[TASK DETAILS] Output all records precisely as written.
START SUPPLIED ENTRIES
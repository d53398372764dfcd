//! Bridge for foreign objects exposing a `__geo_interface__`-style mapping.

use serde_json::Value;

/// A foreign shape convertible through a GeoJSON-like mapping.
///
/// Any object able to describe itself as a mapping with a `type` key and
/// `coordinates` (or `geometries`) can be consumed by
/// [`Geometry::from_shape`](crate::Geometry::from_shape); the library
/// produces the same mapping shape through
/// [`Geometry::to_shape`](crate::Geometry::to_shape).
pub trait GeoShape {
    /// The mapping describing the shape, or `None` when the object cannot
    /// produce one.
    fn geo_interface(&self) -> Option<Value>;
}

impl GeoShape for Value {
    fn geo_interface(&self) -> Option<Value> {
        self.is_object().then(|| self.clone())
    }
}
END SUPPLIED ENTRIES
[EXERCISE SOLUTION]
repository d53398372764dfcd
//! Bridge for foreign objects exposing a `__geo_interface__`-style mapping.

use serde_json::Value;

/// A foreign shape convertible through a GeoJSON-like mapping.
///
/// Any object able to describe itself as a mapping with a `type` key and
/// `coordinates` (or `geometries`) can be consumed by
/// [`Geometry::from_shape`](crate::Geometry::from_shape); the library
/// produces the same mapping shape through
/// [`Geometry::to_shape`](crate::Geometry::to_shape).
pub trait GeoShape {
    /// The mapping describing the shape, or `None` when the object cannot
    /// produce one.
    fn geo_interface(&self) -> Option<Value>;
}

impl GeoShape for Value {
    fn geo_interface(&self) -> Option<Value> {
        self.is_object().then(|| self.clone())
    }
}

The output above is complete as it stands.